The results showed that the mining behavior of the hoverfly larvae of C. fasciata accelerated the demise of the ramsons leaves. Additionally, we found a decrease in the amount of chlorophyll (Fig.1 a); there was also a decrease in the photosynthetic activity of the leaves. Chlorophyll a fluorescence parameters, which are sensitive to age and senescence (Desotgiu et al 2012), showed changes over time accordingly, but differentially. Initial fluorescence (F0’) remained constant over time and remained at the same level even when the leaves were infested; however, there was an indication of some small increase over time. Experiments have shown that under mild stress F0’ does not change, while under high stress, this parameter increases (Lichtenthaler et al. 2005). According to our measurements, infested and non-infested leaves experienced increased stress over time. Because there was no significant difference between the two leaf types, we cannot establish how much of the stress might be attributed to the leaf miner damage and how much merely to senescence. The enhancement of F0’ reflects the damage level to the PSII (Jiao et al. 2003), which is also reflected by the decrease in the PSII maximum efficiency (Fv/Fm) in accounting for the operational photosynthesis. The decrease was detected over time in both leaf types (Fig.1 d), which coincides with decreasing PAR and simultaneous aging of the leaves. However, the Fv/Fm of infested leaves declined more severely, and measured values had greater variability, with some values below 0.6, figures which were never measured in non-infested leaves. As with the decrease in chlorophyll content, the results of PSII maximum efficiency indicate greater senescence of infested leaves, as well. What is more, a significant correlation was observed between the chlorophyll content and the operational photosynthesis, in the given environmental conditions. In A. ursinum the decrease in operational photosynthesis was observed for the whole non-injured portion of the infected leaf, not only for the mines, which is often not the case for tree leaves (Raimondo et al. 2003; Lombardini et al. 2013).
The onset of senescence would have differential effects, as discussed below, which are negative for the plant if the larvae have already left the mine, or negative for the leaf miner if the larva is still developing inside the leaf. The physiological effects of leaf mining on plants was mostly studied on insects that consume the leaf mesophyll of tree leaves (Wagner et al. 2008). Herbaceous species are rarely considered, especially those with short-lived leaves like spring geophytes. Leaf mining of C. fasciata had an effect detectable by measurement of the greenness of the A. ursinum leaf. and as expected, there was no indication that A. ursinum leaves could compensate for leafmining with increased photosynthesis of the infested leaf. According to observations in the field, not all plant leaves are infected with the leaf miner (de Groot and Kogoj 2015), thus reassuring that plants will photosynthesize and still allocate some nutrients to the bulbs for survival until the next year.
However, faster onset of senescence could go beyond the damage inflicted by leaf miners and might represent a response by the plant as well. The chlorophyll content of infested and non-infested leaves declined over time; however, infested leaves had lower values and started senescing earlier. We believe that the reduction in PSII maximum efficiency of A. ursinum infected leaves, indicated by loss of chlorophyll as well, could be strong enough to affect the leaf miner if still present in the leaf.

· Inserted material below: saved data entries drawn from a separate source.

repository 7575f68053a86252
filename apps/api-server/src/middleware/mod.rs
//! Middleware modules.

pub mod error;
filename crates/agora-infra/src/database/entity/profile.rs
//! Creator profile entity for SeaORM.

use sea_orm::entity::prelude::*;

#[derive(Clone, Debug, PartialEq, Eq, DeriveEntityModel)]
#[sea_orm(table_name = "profiles")]
pub struct Model {
    #[sea_orm(primary_key, auto_increment = false)]
    pub id: Uuid,
    #[sea_orm(unique)]
    pub username: String,
    pub display_name: Option<String>,
    pub avatar_url: Option<String>,
}

#[derive(Copy, Clone, Debug, EnumIter, DeriveRelation)]
pub enum Relation {
    #[sea_orm(has_many = "super::content::Entity")]
    Content,
}

impl Related<super::content::Entity> for Entity {
    fn to() -> RelationDef {
        Relation::Content.def()
    }
}

impl ActiveModelBehavior for ActiveModel {}

impl From<Model> for agora_core::domain::CreatorProfile {
    fn from(model: Model) -> Self {
        Self {
            id: model.id,
            username: model.username,
            display_name: model.display_name,
            avatar_url: model.avatar_url,
        }
    }
}
//! Content entity for SeaORM.

use sea_orm::Set;
use sea_orm::entity::prelude::*;

use agora_core::domain::{ContentItem, parse_timestamp};
use agora_core::error::StoreError;

#[derive(Clone, Debug, PartialEq, Eq, DeriveEntityModel)]
#[sea_orm(table_name = "content")]
pub struct Model {
    #[sea_orm(primary_key, auto_increment = false)]
    pub id: Uuid,
    pub creator_id: Uuid,
    pub title: String,
    #[sea_orm(column_type = "Text", nullable)]
    pub description: Option<String>,
    pub content_type: String,
    pub content_data: Json,
    pub tier_required: String,
    pub is_published: bool,
    pub scheduled_publish_at: Option<DateTimeWithTimeZone>,
    pub view_count: i64,
    pub like_count: i64,
    pub comment_count: i64,
    pub tags: Json,
    pub created_at: DateTimeWithTimeZone,
    pub updated_at: DateTimeWithTimeZone,
}

#[derive(Copy, Clone, Debug, EnumIter, DeriveRelation)]
pub enum Relation {
    #[sea_orm(
        belongs_to = "super::profile::Entity",
        from = "Column::CreatorId",
        to = "super::profile::Column::Id",
        on_update = "Cascade",
        on_delete = "Cascade"
    )]
    Creator,
}

impl Related<super::profile::Entity> for Entity {
    fn to() -> RelationDef {
        Relation::Creator.def()
    }
}

impl ActiveModelBehavior for ActiveModel {}

/// Conversion from SeaORM Model to domain ContentItem.
///
/// Enum columns are free text in the table, so an unknown value is a decode error.
impl TryFrom<Model> for ContentItem {
    type Error = StoreError;

    fn try_from(model: Model) -> Result<Self, Self::Error> {
        let content_type = model
            .content_type
            .parse()
            .map_err(|e| StoreError::Decode(format!("content {}: {e}", model.id)))?;
        let tier_required = model
            .tier_required
            .parse()
            .map_err(|e| StoreError::Decode(format!("content {}: {e}", model.id)))?;
        let tags = serde_json::from_value(model.tags)
            .map_err(|e| StoreError::Decode(format!("content {} tags: {e}", model.id)))?;

        Ok(Self {
            id: model.id,
            creator_id: model.creator_id,
            title: model.title,
            description: model.description,
            content_type,
            content_data: model.content_data,
            tier_required,
            is_published: model.is_published,
            scheduled_publish_at: model.scheduled_publish_at.map(|ts| ts.to_rfc3339()),
            view_count: model.view_count,
            like_count: model.like_count,
            comment_count: model.comment_count,
            tags,
            created_at: model.created_at.into(),
            updated_at: model.updated_at.into(),
        })
    }
}

/// Conversion from domain ContentItem to a fully-set ActiveModel.
impl TryFrom<ContentItem> for ActiveModel {
    type Error = StoreError;

    fn try_from(item: ContentItem) -> Result<Self, Self::Error> {
        let scheduled = item
            .scheduled_publish_at
            .as_deref()
            .map(parse_timestamp)
            .transpose()
            .map_err(|e| StoreError::Constraint(e.to_string()))?;

        Ok(Self {
            id: Set(item.id),
            creator_id: Set(item.creator_id),
            title: Set(item.title),
            description: Set(item.description),
            content_type: Set(item.content_type.as_str().to_string()),
            content_data: Set(item.content_data),
            tier_required: Set(item.tier_required.as_str().to_string()),
            is_published: Set(item.is_published),
            scheduled_publish_at: Set(scheduled.map(Into::into)),
            view_count: Set(item.view_count),
            like_count: Set(item.like_count),
            comment_count: Set(item.comment_count),
            tags: Set(serde_json::Value::from(item.tags)),
            created_at: Set(item.created_at.into()),
            updated_at: Set(item.updated_at.into()),
        })
    }
}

We could hypothesize that rushing the senescence of a leaf, which is destined to wither soon anyway, could be an adaptation to starve the leaf miner, or at least, to slow its development. A similar hypothesis was proposed for tree species (Owen 1978); however, it was not sufficiently supported by data, since trees exhibit a variety of leaves depending on leaf age and heliomorphosis, which influence the leaf fall that often happens too late to have an effect on leafminer larvae survival (Pritchard and James 1984). Leaves of herbaceous vernal species in the forest understory differ significantly from tree leaves in morphological features, chemical composition, phenology and longevity. Additionally, short-lived leaves enable univoltine miner species. Therefore, for univoltine C. fasciata larvae, rapid development would be beneficial, since the infected A. ursinum leaves wither more rapidly than healthy leaves; however, further research is needed to confirm this hypothesis. We could elaborate this hypothesis further by stating that the herbaceous vernal species A. ursinum might profit by early senescing infected leaves and in such way that at least part of the nutrients can be still translocated to the bulb and not lost to the leaf miner.
In conclusion, the reaction of plants to the leafminer is withering of the leaves, and a decrease in photosynthesis and chlorophyll quantity. As established, this strategy to decrease photosynthesis could have a strong negative effect for both plant and leafminer, for the plant by decreasing energy storage in the bulb and therefore potentially decreasing growth in the following year, and for the leafminer by potential resource limitation. In order to better understand the pros and cons of this strategy, more research should be done into the survival of the leafminer and the regeneration of the plants.